His stride is large enough that he normally does not have trouble getting down the lines, although he has to move out just a tad bit more then a taller, bigger-strided horse would have. (my guy is just shy of 16 hands..)

And yes please test for HYPP. Many QH's have the results right on their papers. My guys has his negative results both on his AQHA papers as well as his palomino papers.

Sparky Boy
Mar. 13, 2012, 10:15 AM
I probably have one of those unpapered WBs that has a lot of QH in her. Regardless, I love her. She has done well in lower level hunters.

Do you guys find that most QHs are built fairly straight behind and eventually end up with jock and stifle issues? I've looked at a few lately and that's been my concern.

paintedrain91
Mar. 13, 2012, 10:28 AM
In the sales ad it says he's HYPP/NN. The owner has been very open about the horse. But since I don't know her, I'm not sure if I should trust that he doesn't have it. He is registered, so if the owner has his papers I'll ask to see them.

TesignedInGold
Mar. 13, 2012, 11:43 AM
I probably have one of those unpapered WBs that has a lot of QH in her. Regardless, I love her. She has done well in lower level hunters.

Do you guys find that most QHs are built fairly straight behind and eventually end up with jock and stifle issues? I've looked at a few lately and that's been my concern.

Stifle and Hock issues can be an issue, but again, conformation varies by individual horse. If i like it, and its not a deformity, I can cope with it. There isn't any individual horse, of any breed, that is conformationally perfect.
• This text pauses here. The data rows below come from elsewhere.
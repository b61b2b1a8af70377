//! DOT-subset parsing and canonical rendering.
//!
//! The accepted language is a small slice of DOT:
//! - one top-level `digraph`, optionally `strict`, optionally named;
//! - node statements `id [attrs]` and edge statements `a -> b [attrs]`,
//!   separated by `;` (the separator is optional per statement);
//! - identifiers are `[A-Za-z_][A-Za-z0-9_]*` or double-quoted strings;
//! - `//` and `/* */` comments are stripped before parsing;
//! - recognized attributes: `label` on edges, `data` on nodes (parsed as
//!   JSON when it looks like JSON, kept as an opaque string otherwise).
//!   Unknown attributes are ignored.

use weft_types::{GuardLabel, Payload, StateName};

use crate::error::GraphError;
use crate::machine::{Machine, MachineBuilder};

/// Parses a DOT-subset description into a validated [`Machine`].
pub(crate) fn parse(source: &str) -> Result<Machine, GraphError> {
    let stripped = strip_comments(source);
    if stripped.trim().is_empty() {
        return Err(GraphError::EmptyGraph);
    }
    check_quote_balance(&stripped)?;

    let tokens = tokenize(&stripped)?;
    Parser::new(tokens).parse_graph()
}

/// Renders a machine in canonical form.
///
/// Statements are emitted one per line, `;`-terminated: first every state
/// in declaration order (with its `data` attribute when present), then
/// every transition in declaration order (with its `label` when guarded).
pub(crate) fn render(machine: &Machine) -> String {
    let mut out = String::from("strict digraph {\n");

    for state in machine.states() {
        out.push_str("    ");
        out.push_str(&render_id(state.as_str()));
        if let Some(data) = machine.state_data(state) {
            out.push_str(" [data=");
            out.push_str(&render_data(data));
            out.push(']');
        }
        out.push_str(";\n");
    }

    for transition in machine.transitions() {
        out.push_str("    ");
        out.push_str(&render_id(transition.source.as_str()));
        out.push_str(" -> ");
        out.push_str(&render_id(transition.target.as_str()));
        if !transition.guard.as_str().is_empty() {
            out.push_str(" [label=");
            out.push_str(&quote(transition.guard.as_str()));
            out.push(']');
        }
        out.push_str(";\n");
    }

    out.push_str("}\n");
    out
}

// ============================================================================
// Lexer
// ============================================================================

#[derive(Debug, Clone, PartialEq)]
enum Tok {
    Ident(String),
    Quoted(String),
    LBrace,
    RBrace,
    LBracket,
    RBracket,
    Semi,
    Comma,
    Equals,
    Arrow,
}

#[derive(Debug, Clone)]
struct Token {
    tok: Tok,
    line: usize,
}

/// Removes `// ...` and `/* ... */` comments, preserving quoted strings
/// and line structure (so diagnostics keep meaningful line numbers).
fn strip_comments(source: &str) -> String {
    let mut out = String::with_capacity(source.len());
    let mut chars = source.chars().peekable();
    let mut in_quote = false;

    while let Some(c) = chars.next() {
        if in_quote {
            out.push(c);
            if c == '\\' {
                if let Some(next) = chars.next() {
                    out.push(next);
                }
            } else if c == '"' {
                in_quote = false;
            }
            continue;
        }
        match c {
            '"' => {
                in_quote = true;
                out.push(c);
            }
            '/' if chars.peek() == Some(&'/') => {
                for next in chars.by_ref() {
                    if next == '\n' {
                        out.push('\n');
                        break;
                    }
                }
            }
            '/' if chars.peek() == Some(&'*') => {
                chars.next();
                let mut prev = '\0';
                for next in chars.by_ref() {
                    if next == '\n' {
                        out.push('\n');
                    }
                    if prev == '*' && next == '/' {
                        break;
                    }
                    prev = next;
                }
            }
            _ => out.push(c),
        }
    }
    out
}

/// Rejects descriptions with an unterminated double-quoted string.
///
/// Escapes are consumed pairwise, so a `\\` before a `"` leaves the quote
/// as a real delimiter (a lone look-behind would misread it).
fn check_quote_balance(source: &str) -> Result<(), GraphError> {
    let mut chars = source.chars();
    let mut in_quote = false;
    while let Some(c) = chars.next() {
        if in_quote {
            match c {
                '\\' => {
                    chars.next();
                }
                '"' => in_quote = false,
                _ => {}
            }
        } else if c == '"' {
            in_quote = true;
        }
    }
    if in_quote {
        Err(GraphError::UnbalancedQuote)
    } else {
        Ok(())
    }
}

fn tokenize(source: &str) -> Result<Vec<Token>, GraphError> {
    let mut tokens = Vec::new();
    let mut chars = source.chars().peekable();
    let mut line = 1usize;

    while let Some(&c) = chars.peek() {
        match c {
            '\n' => {
                line += 1;
                chars.next();
            }
            c if c.is_whitespace() => {
                chars.next();
            }
            '{' => {
                chars.next();
                tokens.push(Token {
                    tok: Tok::LBrace,
                    line,
                });
            }
            '}' => {
                chars.next();
                tokens.push(Token {
                    tok: Tok::RBrace,
                    line,
                });
            }
            '[' => {
                chars.next();
                tokens.push(Token {
                    tok: Tok::LBracket,
                    line,
                });
            }
            ']' => {
                chars.next();
                tokens.push(Token {
                    tok: Tok::RBracket,
                    line,
                });
            }
            ';' => {
                chars.next();
                tokens.push(Token {
                    tok: Tok::Semi,
                    line,
                });
            }
            ',' => {
                chars.next();
                tokens.push(Token {
                    tok: Tok::Comma,
                    line,
                });
            }
            '=' => {
                chars.next();
                tokens.push(Token {
                    tok: Tok::Equals,
                    line,
                });
            }
            '-' => {
                chars.next();
                if chars.peek() == Some(&'>') {
                    chars.next();
                    tokens.push(Token {
                        tok: Tok::Arrow,
                        line,
                    });
                } else {
                    return Err(GraphError::Syntax {
                        line,
                        message: "expected '->'".to_string(),
                    });
                }
            }
            '"' => {
                chars.next();
                let mut value = String::new();
                let mut closed = false;
                while let Some(c) = chars.next() {
                    match c {
                        '\\' => {
                            if let Some(escaped) = chars.next() {
                                if escaped == '\n' {
                                    line += 1;
                                }
                                value.push(escaped);
                            }
                        }
                        '"' => {
                            closed = true;
                            break;
                        }
                        '\n' => {
                            line += 1;
                            value.push(c);
                        }
                        _ => value.push(c),
                    }
                }
                if !closed {
                    return Err(GraphError::UnbalancedQuote);
                }
                tokens.push(Token {
                    tok: Tok::Quoted(value),
                    line,
                });
            }
            c if c.is_ascii_alphabetic() || c == '_' => {
                let mut ident = String::new();
                while let Some(&c) = chars.peek() {
                    if c.is_ascii_alphanumeric() || c == '_' {
                        ident.push(c);
                        chars.next();
                    } else {
                        break;
                    }
                }
                tokens.push(Token {
                    tok: Tok::Ident(ident),
                    line,
                });
            }
            other => {
                return Err(GraphError::Syntax {
                    line,
                    message: format!("unexpected character '{other}'"),
                });
            }
        }
    }

    Ok(tokens)
}

// ============================================================================
// Parser
// ============================================================================

struct Parser {
    tokens: Vec<Token>,
    pos: usize,
}

impl Parser {
    fn new(tokens: Vec<Token>) -> Self {
        Self { tokens, pos: 0 }
    }

    fn peek(&self) -> Option<&Tok> {
        self.tokens.get(self.pos).map(|t| &t.tok)
    }

    fn line(&self) -> usize {
        self.tokens
            .get(self.pos.min(self.tokens.len().saturating_sub(1)))
            .map_or(1, |t| t.line)
    }

    fn bump(&mut self) -> Option<Tok> {
        let tok = self.tokens.get(self.pos).map(|t| t.tok.clone());
        self.pos += 1;
        tok
    }

    fn syntax(&self, message: impl Into<String>) -> GraphError {
        GraphError::Syntax {
            line: self.line(),
            message: message.into(),
        }
    }

    /// Consumes an identifier or quoted string.
    fn name(&mut self, what: &str) -> Result<String, GraphError> {
        match self.bump() {
            Some(Tok::Ident(s) | Tok::Quoted(s)) => Ok(s),
            _ => Err(self.syntax(format!("expected {what}"))),
        }
    }

    fn parse_graph(mut self) -> Result<Machine, GraphError> {
        // Optional `strict` keyword.
        if matches!(self.peek(), Some(Tok::Ident(kw)) if kw == "strict") {
            self.bump();
        }

        match self.bump() {
            Some(Tok::Ident(kw)) if kw == "digraph" => {}
            _ => return Err(self.syntax("expected 'digraph'")),
        }

        // Optional graph name.
        if matches!(self.peek(), Some(Tok::Ident(_) | Tok::Quoted(_))) {
            self.bump();
        }

        if self.bump() != Some(Tok::LBrace) {
            return Err(self.syntax("expected '{'"));
        }

        let mut builder = Machine::builder();

        loop {
            match self.peek() {
                Some(Tok::RBrace) => {
                    self.bump();
                    break;
                }
                Some(Tok::Semi) => {
                    self.bump();
                }
                Some(Tok::Ident(_) | Tok::Quoted(_)) => {
                    builder = self.parse_statement(builder)?;
                }
                Some(_) => return Err(self.syntax("expected statement or '}'")),
                None => return Err(self.syntax("unexpected end of graph description")),
            }
        }

        if self.peek().is_some() {
            return Err(self.syntax("unexpected content after closing '}'"));
        }

        builder.build()
    }

    /// One node or edge statement, starting at its leading identifier.
    fn parse_statement(&mut self, mut builder: MachineBuilder) -> Result<MachineBuilder, GraphError> {
        let first = self.name("state name")?;
        if first.is_empty() {
            return Err(GraphError::EmptyStateName);
        }

        if self.peek() == Some(&Tok::Arrow) {
            self.bump();
            let target = self.name("transition target")?;
            if target.is_empty() {
                return Err(GraphError::EmptyStateName);
            }
            let attrs = self.parse_attributes()?;
            let guard = attrs
                .into_iter()
                .find(|(key, _)| key == "label")
                .map_or_else(GuardLabel::unconditional, |(_, value)| {
                    GuardLabel::new(value)
                });
            builder = builder.guarded(
                StateName::new(first),
                StateName::new(target),
                guard,
            );
        } else {
            let attrs = self.parse_attributes()?;
            let name = StateName::new(first);
            builder = builder.state(name.clone());
            if let Some((_, value)) = attrs.into_iter().find(|(key, _)| key == "data") {
                builder = builder.state_data(name, parse_data_value(&value));
            }
        }

        // The statement separator is optional before '}' or the next
        // statement; consume one when present.
        if self.peek() == Some(&Tok::Semi) {
            self.bump();
        }

        Ok(builder)
    }

    /// Optional bracketed attribute list; returns `(key, value)` pairs.
    fn parse_attributes(&mut self) -> Result<Vec<(String, String)>, GraphError> {
        if self.peek() != Some(&Tok::LBracket) {
            return Ok(Vec::new());
        }
        self.bump();

        let mut attrs = Vec::new();
        loop {
            match self.peek() {
                Some(Tok::RBracket) => {
                    self.bump();
                    break;
                }
                Some(Tok::Comma) => {
                    self.bump();
                }
                Some(Tok::Ident(_) | Tok::Quoted(_)) => {
                    let key = self.name("attribute name")?;
                    if self.bump() != Some(Tok::Equals) {
                        return Err(self.syntax("expected '=' in attribute"));
                    }
                    let value = self.name("attribute value")?;
                    attrs.push((key, value));
                }
                _ => return Err(self.syntax("expected attribute or ']'")),
            }
        }
        Ok(attrs)
    }
}

/// Interprets a `data` attribute: JSON when it parses (after normalizing
/// the single-quoted object notation the original descriptions use),
/// an opaque string otherwise.
fn parse_data_value(raw: &str) -> Payload {
    let trimmed = raw.trim();
    if trimmed.starts_with('{') && trimmed.ends_with('}') {
        let normalized = trimmed.replace('\'', "\"");
        if let Ok(value) = serde_json::from_str::<Payload>(&normalized) {
            return value;
        }
    }
    Payload::String(raw.to_string())
}

// ============================================================================
// Rendering helpers
// ============================================================================

fn is_plain_ident(s: &str) -> bool {
    let mut chars = s.chars();
    match chars.next() {
        Some(c) if c.is_ascii_alphabetic() || c == '_' => {}
        _ => return false,
    }
    chars.all(|c| c.is_ascii_alphanumeric() || c == '_')
}

fn render_id(s: &str) -> String {
    if is_plain_ident(s) {
        s.to_string()
    } else {
        quote(s)
    }
}

fn quote(s: &str) -> String {
    let mut out = String::with_capacity(s.len() + 2);
    out.push('"');
    for c in s.chars() {
        if c == '"' || c == '\\' {
            out.push('\\');
        }
        out.push(c);
    }
    out.push('"');
    out
}

fn render_data(data: &Payload) -> String {
    match data {
        Payload::String(s) => quote(s),
        other => quote(&other.to_string()),
    }
}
Whether they are too straight behind, or slightly over at the knee, toe in a bit, have long pasterns, flat feet - there's always something not perfect. You just have to decide what you can deal with and what you can't.

My QH is 15 this year, and has never had any joint injections or things of that nature. Yes, he is built straight behind, but regular work, and an oral joint supplement have worked for him. Occasionally, when its cold, he is stiff behind and requires a bit longer of a warm up. When the time comes that he needs injections, I will invest in them. But for the time being, He is doing just fine on a preventative (or maintenance) oral supp.

Kristy-nnn
Mar. 13, 2012, 12:42 PM
My little QH had a GREAT jump. I never really showed him much because he was my first horse and I hadn't gotten into showing yet, but he basculed over even the little 2' jumps like nobody's business. I'm not sure what his breeding was, but this boy had no problems getting his knees up and square. I schooled him up to 3'6 but he probably would have maxed out in the 3' ring if I had shown him. Definitely not a hack winner, but I think he would have pinned pretty well o/f because I have rarely seen a horse crack his back and be so careful over little jumps like this guy.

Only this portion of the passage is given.